Gather each line containing the string "depth" from these entries.

Stored data entries:
§ §

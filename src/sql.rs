//! SQL Server column types for flattened leaves.

use crate::field::{AtomicField, UdtType};
use crate::marker::Marked;
use crate::primitive::PrimitiveType;

/// Column type for a scalar.
pub fn primitive_sql_type(ty: PrimitiveType) -> &'static str {
    match ty {
        PrimitiveType::Bool => "BIT",
        PrimitiveType::Byte => "BINARY(1)",
        PrimitiveType::Word => "BINARY(2)",
        PrimitiveType::DWord => "BINARY(4)",
        PrimitiveType::LWord => "BINARY(8)",
        PrimitiveType::SInt => "TINYINT",
        PrimitiveType::Int => "SMALLINT",
        PrimitiveType::DInt => "INT",
        PrimitiveType::LInt => "BIGINT",
        PrimitiveType::USInt => "TINYINT",
        PrimitiveType::UInt => "INT",
        PrimitiveType::UDInt => "BIGINT",
        PrimitiveType::ULInt => "DECIMAL(20, 0)",
        PrimitiveType::Real => "FLOAT(24)", // same as REAL
        PrimitiveType::LReal => "FLOAT(53)",
        PrimitiveType::Time => "INT",
        PrimitiveType::Date => "DATE",
        PrimitiveType::TimeOfDay => "TIME",
        PrimitiveType::DateAndTime => "DATETIME2", // DATETIME is obsolete
        PrimitiveType::Char | PrimitiveType::WChar => "NCHAR(1)",
        // default PLC string capacity
        PrimitiveType::String | PrimitiveType::WString => "NVARCHAR(254)",
    }
}

/// Column type for a leaf: strings become `nvarchar(<max length>)`.
pub fn sql_type(field: &AtomicField) -> String {
    match field {
        AtomicField::String(s) => format!("nvarchar({})", s.max_length()),
        AtomicField::Primitive(p) => primitive_sql_type(p.ty()).to_string(),
    }
}

/// `[Name] TYPE`
pub fn field_definition(field: &AtomicField) -> String {
    format!("[{}] {}", field.name(), sql_type(field))
}

/// `[Path.To.Leaf] TYPE`, path joined with `separator`.
pub fn column_definition(field: &Marked<AtomicField>, separator: char) -> String {
    format!("[{}] {}", field.marker.to_string_with(separator), sql_type(&field.field))
}

/// One column definition per leaf of `udt`, in flatten order. Paths are
/// relative to the type.
pub fn column_definitions(udt: &UdtType, separator: char) -> Vec<String> {
    udt.flatten_relative()
        .iter()
        .map(|m| column_definition(m, separator))
        .collect()
}

#[cfg(test)]
mod tests {
    use super::*;
    use crate::field::{ArrayField, PrimitiveField, StringField, StructField};
    use crate::marker::Marker;

    #[test]
    fn leaf_types() {
        let s = AtomicField::String(StringField::new("Label", 20).unwrap());
        assert_eq!(sql_type(&s), "nvarchar(20)");
        let b = AtomicField::Primitive(PrimitiveField::new("On", PrimitiveType::Bool).unwrap());
        assert_eq!(field_definition(&b), "[On] BIT");
        let m = Marked::new(Marker::from_segments(["A", "On"]), b);
        assert_eq!(column_definition(&m, '_'), "[A_On] BIT");
    }

    #[test]
    fn definitions_follow_flatten_order() {
        let inner = StructField::new(
            "Axis",
            vec![PrimitiveField::new("Pos", PrimitiveType::LReal).unwrap().into()],
        )
        .unwrap();
        let udt = UdtType::new(
            "Robot",
            "1.0",
            vec![
                PrimitiveField::new("Id", PrimitiveType::DInt).unwrap().into(),
                inner.into(),
                ArrayField::new("Io", PrimitiveType::Byte, 0..=1).unwrap().into(),
            ],
        )
        .unwrap();
        assert_eq!(
            column_definitions(&udt, '.'),
            [
                "[Id] INT",
                "[Axis.Pos] FLOAT(53)",
                "[Io.0] BINARY(1)",
                "[Io.1] BINARY(1)",
            ]
        );
    }
}
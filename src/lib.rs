//! # udtdef — PLC user-defined type (UDT) sources
//!
//! Parse the textual UDT format exported by PLC engineering tools into a field
//! tree, write it back, compute its byte layout and flatten it into uniquely
//! named leaves (e.g. for generating table columns).
//!
//! ## Source format
//!
//! ```text
//! TYPE "Motor"   // drive data
//! VERSION : 0.1
//!     STRUCT
//!         Enabled : BOOL := true;
//!         Speed : INT;   // rpm
//!         Label : STRING[20];
//!         Temps : ARRAY[0..3] OF REAL;
//!         Axis : STRUCT
//!             Pos : LREAL;
//!         END_STRUCT;
//!         Brake : "Brake";   // loads Brake.udt (or Brake.awl)
//!     END_STRUCT;
//!
//! END_TYPE
//! ```
//!
//! ## Field model
//!
//! - [`Field::Primitive`]: a scalar from the [`PrimitiveType`] registry
//! - [`Field::String`]: fixed-capacity string, `2 + max_length` bytes
//! - [`Field::Array`]: scalars over a concrete index range
//! - [`Field::Struct`]: ordered child fields
//!
//! ## Layout
//!
//! [`plain_size`] counts natural sizes; [`packed_size`] applies the PLC rule that
//! packs each run of consecutive booleans into `ceil(n / 8) + 1` bytes.
//!
//! ## Flattening
//!
//! [`flatten`] yields `(Marker, AtomicField)` pairs depth-first in declaration
//! order, e.g. `Motor.Axis.Pos`, `Motor.Temps.0`.

pub mod error;
pub mod field;
pub mod flatten;
pub mod layout;
pub mod marker;
pub mod parser;
pub mod primitive;
pub mod serializer;
pub mod sql;

pub use error::UdtError;
pub use field::{
    AtomicField, ArrayField, Field, PrimitiveField, StringField, StructField, UdtType, MAX_FIELD_BYTES,
};
pub use flatten::{enumerate_flat, flatten};
pub use layout::{packed_size, plain_size};
pub use marker::{Marked, Marker};
pub use parser::{parse, parse_file, parse_file_with_references, parse_reader};
pub use primitive::PrimitiveType;
pub use serializer::serialize;
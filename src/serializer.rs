//! Write a [`UdtType`] back to UDT source text.
//!
//! Output is what the [parser](crate::parser) reads: nesting is indented by four
//! spaces per level and comments follow the declaration as `   // text`.
//! Referenced types are written inline as nested `STRUCT`s.

use crate::field::{ArrayField, Field, PrimitiveField, StringField, StructField, UdtType};
use crate::primitive::PrimitiveType;
use std::borrow::Cow;
use std::fmt;

const INDENT: &str = "    ";

/// Serialize a complete type.
pub fn serialize(udt: &UdtType) -> String {
    let mut out = String::new();
    out.push_str(&format!("TYPE \"{}\"", udt.name()));
    push_comment(&mut out, udt.comment());
    out.push('\n');
    out.push_str(&format!("VERSION : {}\n", udt.version()));
    out.push_str(INDENT);
    out.push_str("STRUCT\n");
    push_fields(&mut out, udt.fields(), 2);
    out.push_str(INDENT);
    out.push_str("END_STRUCT;\n\nEND_TYPE\n");
    out
}

fn push_fields(out: &mut String, fields: &[Field], depth: usize) {
    for field in fields {
        out.push_str(&INDENT.repeat(depth));
        match field {
            Field::Primitive(p) => push_primitive(out, p),
            Field::String(s) => push_string(out, s),
            Field::Array(a) => push_array(out, a),
            Field::Struct(s) => push_struct(out, s, depth),
        }
    }
}

fn push_primitive(out: &mut String, field: &PrimitiveField) {
    out.push_str(&format!("{} : ", field_name(field.name())));
    push_type(out, field.ty(), field.default_value());
    push_comment(out, field.comment());
    out.push('\n');
}

fn push_string(out: &mut String, field: &StringField) {
    out.push_str(&format!("{} : STRING[{}];", field_name(field.name()), field.max_length()));
    push_comment(out, field.comment());
    out.push('\n');
}

fn push_array(out: &mut String, field: &ArrayField) {
    // text bounds are inclusive
    out.push_str(&format!(
        "{} : ARRAY[{}..{}] OF ",
        field_name(field.name()),
        field.start_index(),
        field.end_index() - 1
    ));
    push_type(out, field.element_type(), field.default_value());
    push_comment(out, field.comment());
    out.push('\n');
}

fn push_struct(out: &mut String, field: &StructField, depth: usize) {
    out.push_str(&format!("{} : STRUCT", field_name(field.name())));
    push_comment(out, field.comment());
    out.push('\n');
    push_fields(out, field.fields(), depth + 1);
    out.push_str(&INDENT.repeat(depth));
    out.push_str("END_STRUCT;\n");
}

/// Names the line grammar cannot read bare are written in quotes.
fn field_name(name: &str) -> Cow<'_, str> {
    let bare = !name.is_empty()
        && !name.contains("//")
        && !name.chars().any(|c| c.is_whitespace() || matches!(c, ':' | '{' | '"'));
    if bare {
        Cow::Borrowed(name)
    } else {
        Cow::Owned(format!("\"{}\"", name))
    }
}

fn push_type(out: &mut String, ty: PrimitiveType, default_value: Option<&str>) {
    match default_value {
        Some(value) => out.push_str(&format!("{} := {};", ty.name(), value)),
        None => out.push_str(&format!("{};", ty.name())),
    }
}

fn push_comment(out: &mut String, comment: &str) {
    if comment.trim().is_empty() {
        return;
    }
    out.push_str("   // ");
    out.push_str(comment.trim());
}

impl fmt::Display for UdtType {
    fn fmt(&self, f: &mut fmt::Formatter<'_>) -> fmt::Result {
        f.write_str(&serialize(self))
    }
}
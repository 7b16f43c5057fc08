use super::Type;

use uuid::Uuid;

/// A single cell value exchanged with a driver, either as a query parameter or
/// as a column of a result row.
#[derive(Debug, Default, Clone, PartialEq)]
pub enum Value {
    /// Boolean value
    Bool(bool),

    /// Signed 16-bit integer
    I16(i16),

    /// Signed 32-bit integer
    I32(i32),

    /// Signed 64-bit integer
    I64(i64),

    /// 32-bit float
    F32(f32),

    /// 64-bit float
    F64(f64),

    /// Null value
    #[default]
    Null,

    /// String value
    String(String),

    /// Binary value
    Bytes(Vec<u8>),

    /// UUID value
    Uuid(Uuid),
}

impl Value {
    pub const fn null() -> Self {
        Self::Null
    }

    pub const fn is_null(&self) -> bool {
        matches!(self, Self::Null)
    }

    /// Returns the integer held by this value, whatever its width.
    pub fn as_i64(&self) -> Option<i64> {
        match *self {
            Self::I16(v) => Some(v.into()),
            Self::I32(v) => Some(v.into()),
            Self::I64(v) => Some(v),
            _ => None,
        }
    }

    pub fn infer_ty(&self) -> Type {
        match self {
            Self::Bool(_) => Type::Bool,
            Self::I16(_) => Type::I16,
            Self::I32(_) => Type::I32,
            Self::I64(_) => Type::I64,
            Self::F32(_) => Type::F32,
            Self::F64(_) => Type::F64,
            Self::Null => Type::Null,
            Self::String(_) => Type::String,
            Self::Bytes(_) => Type::Bytes,
            Self::Uuid(_) => Type::Uuid,
        }
    }
}

macro_rules! impl_from {
    ( $( $t:ty => $variant:ident ),+ $(,)? ) => {
        $(
            impl From<$t> for Value {
                fn from(src: $t) -> Self {
                    Self::$variant(src.into())
                }
            }
        )+
    };
}

impl_from!(
    bool => Bool,
    i8 => I16,
    u8 => I16,
    i16 => I16,
    u16 => I32,
    i32 => I32,
    u32 => I64,
    i64 => I64,
    f32 => F32,
    f64 => F64,
    String => String,
    &str => String,
    &String => String,
    Vec<u8> => Bytes,
    &[u8] => Bytes,
    Uuid => Uuid,
);

impl<T> From<Option<T>> for Value
where
    Value: From<T>,
{
    fn from(value: Option<T>) -> Self {
        match value {
            Some(value) => Value::from(value),
            None => Value::Null,
        }
    }
}
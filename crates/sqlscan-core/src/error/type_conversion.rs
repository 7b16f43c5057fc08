use super::Error;
use crate::stmt::{Type, Value};

/// Error when a value cannot be assigned to a field of the expected type.
#[derive(Debug)]
pub(super) struct TypeConversionError {
    from_type: Type,
    to_type: &'static str,
}

impl std::error::Error for TypeConversionError {}

impl core::fmt::Display for TypeConversionError {
    fn fmt(&self, f: &mut core::fmt::Formatter) -> core::fmt::Result {
        write!(f, "cannot convert {:?} to {}", self.from_type, self.to_type)
    }
}

impl Error {
    /// Creates a type conversion error for a value that does not fit `to_type`.
    pub fn type_conversion(value: Value, to_type: &'static str) -> Error {
        Error::from(super::ErrorKind::TypeConversion(TypeConversionError {
            from_type: value.infer_ty(),
            to_type,
        }))
    }

    /// Returns `true` if this error is a type conversion error.
    pub fn is_type_conversion(&self) -> bool {
        self.any_kind(|kind| matches!(kind, super::ErrorKind::TypeConversion(_)))
    }
}
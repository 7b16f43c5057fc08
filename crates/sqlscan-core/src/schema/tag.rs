/// The `db` tag declared on a record field.
#[derive(Debug, Clone, Copy, PartialEq, Eq)]
pub enum Tag {
    /// No tag, or an empty one. The declared field name stands in for it.
    Untagged,

    /// The `"-"` sentinel. Flattens a record field into its parent and
    /// excludes a scalar field.
    Dash,

    /// An explicit column name, also used as the prefix segment for the
    /// columns of a nested record.
    Named(&'static str),
}

impl Tag {
    pub const fn new(tag: &'static str) -> Tag {
        match tag.as_bytes() {
            [] => Tag::Untagged,
            [b'-'] => Tag::Dash,
            _ => Tag::Named(tag),
        }
    }

    pub fn is_explicit(&self) -> bool {
        matches!(self, Tag::Named(_))
    }
}
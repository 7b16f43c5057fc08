use sqlscan_core::{
    driver::{IsolationLevel, TransactionOptions},
    Error, Result,
};
use std::borrow::Cow;

/// SQL generator for SQLite transactions. Only `Serializable` and `None`
/// are accepted; other isolation levels and read-only transactions return
/// an error.
#[derive(Debug)]
pub(crate) struct TransactionManager {
    active: bool,
}

impl TransactionManager {
    pub(crate) fn new() -> Self {
        Self { active: false }
    }

    /// Returns `BEGIN`. Errors for unsupported options or when a transaction
    /// is already open. The manager only tracks the transaction once
    /// [`mark_started`](Self::mark_started) is called.
    pub(crate) fn start(&self, options: &TransactionOptions) -> Result<Cow<'static, str>> {
        if self.active {
            return Err(Error::unsupported_feature(
                "nested transactions are not supported",
            ));
        }

        match options.isolation {
            None | Some(IsolationLevel::Serializable) => {}
            Some(_) => {
                return Err(Error::unsupported_feature(
                    "SQLite only supports Serializable isolation",
                ))
            }
        }

        if options.read_only {
            return Err(Error::unsupported_feature(
                "SQLite does not support read-only transactions",
            ));
        }

        Ok(Cow::Borrowed("BEGIN"))
    }

    pub(crate) fn commit(&self) -> Cow<'static, str> {
        Cow::Borrowed("COMMIT")
    }

    pub(crate) fn rollback(&self) -> Cow<'static, str> {
        Cow::Borrowed("ROLLBACK")
    }

    /// Records that `BEGIN` ran successfully.
    pub(crate) fn mark_started(&mut self) {
        self.active = true;
    }

    /// Records that the open transaction has ended.
    pub(crate) fn mark_done(&mut self) {
        self.active = false;
    }
}
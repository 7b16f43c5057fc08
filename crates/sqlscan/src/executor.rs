use crate::Result;

use sqlscan_core::{
    async_trait,
    driver::{ExecResult, Row, Rows},
    scan::{column_names, element_shape, locate},
    stmt::Value,
    Field,
};
use tracing::{debug, trace};

/// A context queries can be run against: a [`Db`](crate::Db) or an open
/// [`Transaction`](crate::Transaction).
///
/// `query`, `query_row` and `exec` pass statements through to the driver.
/// `get` and `select` scan results into records.
#[async_trait]
pub trait Executor: Send {
    /// Runs a statement and returns its result set.
    async fn query(&mut self, sql: &str, params: &[Value]) -> Result<Rows>;

    /// Runs a statement and returns its first row, or a record not found
    /// error when there is none.
    async fn query_row(&mut self, sql: &str, params: &[Value]) -> Result<Row>;

    /// Runs a statement that returns no rows.
    async fn exec(&mut self, sql: &str, params: &[Value]) -> Result<ExecResult>;

    /// Fills `dest` from the first row returned by `sql`.
    ///
    /// Columns are matched to fields by name, as in [`select`](Self::select).
    /// Fails with a record not found error when the query returns no rows
    /// and with a field not found error when a column maps to no field.
    async fn get<T: Field>(&mut self, dest: &mut T, sql: &str, params: &[Value]) -> Result<()>
    where
        Self: Sized,
    {
        // Rejects scalar and self-containing destinations before querying
        let expected = column_names::<T>()?;

        let row = self.query_row(sql, params).await?;
        let mut targets = locate(dest, row.columns())?;

        trace!(
            expected = expected.len(),
            columns = targets.len(),
            "scanning row"
        );
        row.scan(&mut targets)
    }

    /// Appends one element to `dest` per row returned by `sql`, in row
    /// order.
    ///
    /// Columns are matched to fields by name, so the statement may return
    /// them in any order. Scanning stops at the first error; elements
    /// appended before it stay in `dest`.
    async fn select<E: Field>(
        &mut self,
        dest: &mut Vec<E>,
        sql: &str,
        params: &[Value],
    ) -> Result<()>
    where
        Self: Sized,
    {
        let shape = element_shape::<E>()?;
        let mut rows = self.query(sql, params).await?;
        let columns = rows.columns().to_vec();

        debug!(record = shape.name, columns = columns.len(), "scanning rows");

        while let Some(row) = rows.next().await {
            let row = row?;
            let mut element = E::default();

            {
                let mut targets = locate(&mut element, &columns)?;
                row.scan(&mut targets)?;
            }

            trace!(record = shape.name, index = dest.len(), "scanned row");
            dest.push(element);
        }

        Ok(())
    }
}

§ §

* **Exercise solution**
//! [`flatten`] yields `(Marker, AtomicField)` pairs depth-first in declaration
fn push_fields(out: &mut String, fields: &[Field], depth: usize) {
        out.push_str(&INDENT.repeat(depth));
            Field::Struct(s) => push_struct(out, s, depth),
fn push_struct(out: &mut String, field: &StructField, depth: usize) {
    push_fields(out, field.fields(), depth + 1);
    out.push_str(&INDENT.repeat(depth));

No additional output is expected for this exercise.